Entah kenapa mengingat wajah sang perempuan itu langsung membuatnya tersenyum senang. Ingin rasanya ia bertemu lagi. Bahkan saat ini ia mempercepat langkahnya untuk bertemu sosok perempuan yang ia maksud tadi.

Tepat saat ia ingin menaiki tangga menuju lantai 3 karena saat ini ia masih berada di tangga lantai 2, ia mendengar gerutuan dari seseorang perempuan berkucir kuda dengan badan sedikit membungkuk karena perempuan itu sedang memijit kakinya yang terasa pegal.
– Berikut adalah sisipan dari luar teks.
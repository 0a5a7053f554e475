//! Issue domain model and projections.
//!
//! # Responsibility
//! - Define the canonical issue record and the projections returned by
//!   repository operations.
//! - Map result rows to structs by column name.
//!
//! # Invariants
//! - `id` and `created_at` are assigned at creation; `find_futures` is the
//!   only operation allowed to re-stamp `created_at`.
//! - `links_count` equals the number of link edges pointing at the issue;
//!   a NULL column is read as `0`.

use crate::query::FromRow;
use rusqlite::types::Type;
use rusqlite::Row;
use serde::{Deserialize, Serialize};
use std::fmt::{Display, Formatter};
use std::time::{SystemTime, UNIX_EPOCH};
use uuid::Uuid;

/// Stable identifier of an issue.
pub type IssueId = Uuid;

/// Issue workflow status.
///
/// Statuses are stored as free text; values outside the known set are kept
/// verbatim in `Other`.
#[derive(Debug, Clone, PartialEq, Eq, Hash, Serialize, Deserialize)]
#[serde(from = "String", into = "String")]
pub enum IssueStatus {
    Open,
    InProgress,
    /// Scheduled for later; picked up and re-stamped by `find_futures`.
    Future,
    New,
    Other(String),
}

impl IssueStatus {
    pub fn as_str(&self) -> &str {
        match self {
            Self::Open => "OPEN",
            Self::InProgress => "IN_PROGRESS",
            Self::Future => "FUTURE",
            Self::New => "NEW",
            Self::Other(value) => value.as_str(),
        }
    }
}

impl From<&str> for IssueStatus {
    fn from(value: &str) -> Self {
        match value {
            "OPEN" => Self::Open,
            "IN_PROGRESS" => Self::InProgress,
            "FUTURE" => Self::Future,
            "NEW" => Self::New,
            other => Self::Other(other.to_string()),
        }
    }
}

impl From<String> for IssueStatus {
    fn from(value: String) -> Self {
        match Self::from(value.as_str()) {
            Self::Other(_) => Self::Other(value),
            known => known,
        }
    }
}

impl From<IssueStatus> for String {
    fn from(value: IssueStatus) -> Self {
        match value {
            IssueStatus::Other(value) => value,
            known => known.as_str().to_string(),
        }
    }
}

impl Display for IssueStatus {
    fn fmt(&self, f: &mut Formatter<'_>) -> std::fmt::Result {
        f.write_str(self.as_str())
    }
}

/// Canonical issue record.
#[derive(Debug, Clone, PartialEq, Eq, Serialize, Deserialize)]
pub struct Issue {
    pub id: IssueId,
    pub title: String,
    /// Creation time in epoch milliseconds.
    pub created_at: i64,
    pub author: Option<String>,
    pub links_count: u64,
    pub status: Option<IssueStatus>,
}

impl Issue {
    /// Creates a fresh issue with a generated id and the current timestamp.
    pub fn new(title: impl Into<String>, author: Option<String>) -> Self {
        Self {
            id: Uuid::new_v4(),
            title: title.into(),
            created_at: now_epoch_ms(),
            author,
            links_count: 0,
            status: None,
        }
    }
}

impl FromRow for Issue {
    const COLUMNS: &'static [&'static str] = &[
        "id",
        "title",
        "created_at",
        "author",
        "links_count",
        "status",
    ];

    fn from_row(row: &Row<'_>) -> rusqlite::Result<Self> {
        Ok(Self {
            id: uuid_column(row, "id")?,
            title: row.get("title")?,
            created_at: row.get("created_at")?,
            author: row.get("author")?,
            links_count: links_count_column(row)?,
            status: row
                .get::<_, Option<String>>("status")?
                .map(IssueStatus::from),
        })
    }
}

/// `(id, title)` projection returned by `find_futures`.
#[derive(Debug, Clone, PartialEq, Eq, Serialize, Deserialize)]
pub struct IssueTitle {
    pub id: IssueId,
    pub title: String,
}

impl FromRow for IssueTitle {
    const COLUMNS: &'static [&'static str] = &["id", "title"];

    fn from_row(row: &Row<'_>) -> rusqlite::Result<Self> {
        Ok(Self {
            id: uuid_column(row, "id")?,
            title: row.get("title")?,
        })
    }
}

/// `(id, links_count)` projection returned by the link operations.
#[derive(Debug, Clone, Copy, PartialEq, Eq, Serialize, Deserialize)]
pub struct LinksCount {
    pub id: IssueId,
    pub links_count: u64,
}

impl FromRow for LinksCount {
    const COLUMNS: &'static [&'static str] = &["id", "links_count"];

    fn from_row(row: &Row<'_>) -> rusqlite::Result<Self> {
        Ok(Self {
            id: uuid_column(row, "id")?,
            links_count: links_count_column(row)?,
        })
    }
}

/// Bulk-load input; becomes an `Issue` on insert.
#[derive(Debug, Clone, PartialEq, Eq, Serialize, Deserialize)]
pub struct TitleAuthor {
    pub title: String,
    pub author: String,
}

impl TitleAuthor {
    pub fn new(title: impl Into<String>, author: impl Into<String>) -> Self {
        Self {
            title: title.into(),
            author: author.into(),
        }
    }
}

/// Current wall-clock time in epoch milliseconds.
pub fn now_epoch_ms() -> i64 {
    SystemTime::now()
        .duration_since(UNIX_EPOCH)
        .map_or(0, |elapsed| {
            i64::try_from(elapsed.as_millis()).unwrap_or(i64::MAX)
        })
}

fn uuid_column(row: &Row<'_>, column: &str) -> rusqlite::Result<Uuid> {
    let text: String = row.get(column)?;
    Uuid::parse_str(&text).map_err(|err| {
        let index = row.as_ref().column_index(column).unwrap_or_default();
        rusqlite::Error::FromSqlConversionFailure(index, Type::Text, Box::new(err))
    })
}

fn links_count_column(row: &Row<'_>) -> rusqlite::Result<u64> {
    let value: Option<i64> = row.get("links_count")?;
    let value = value.unwrap_or(0);
    u64::try_from(value).map_err(|_| {
        let index = row.as_ref().column_index("links_count").unwrap_or_default();
        rusqlite::Error::IntegralValueOutOfRange(index, value)
    })
}

#[cfg(test)]
mod tests {
    use super::IssueStatus;

    #[test]
    fn known_statuses_roundtrip_through_text() {
        for status in [
            IssueStatus::Open,
            IssueStatus::InProgress,
            IssueStatus::Future,
            IssueStatus::New,
        ] {
            assert_eq!(IssueStatus::from(status.as_str()), status);
        }
    }

    #[test]
    fn unknown_status_is_preserved_verbatim() {
        let status = IssueStatus::from("BLOCKED".to_string());
        assert_eq!(status, IssueStatus::Other("BLOCKED".to_string()));
        assert_eq!(String::from(status), "BLOCKED");
    }
}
Terlihat dari gerutuan yang ia dengar dari perempuan itu dan tingkah laku yang dapat laki-laki itu lihat bahwa perempuan itu merasa capek dan mengeluh akan hal tangga untuk menuju kelasnya.

"Huh?! Capek banget sih! Kalau gini tiap hari bisa-bisa kaki aku pegel semua nih! Di tambah waktunya mau mepet!" gerutu perempuan itu sambil terus memijit kakinya.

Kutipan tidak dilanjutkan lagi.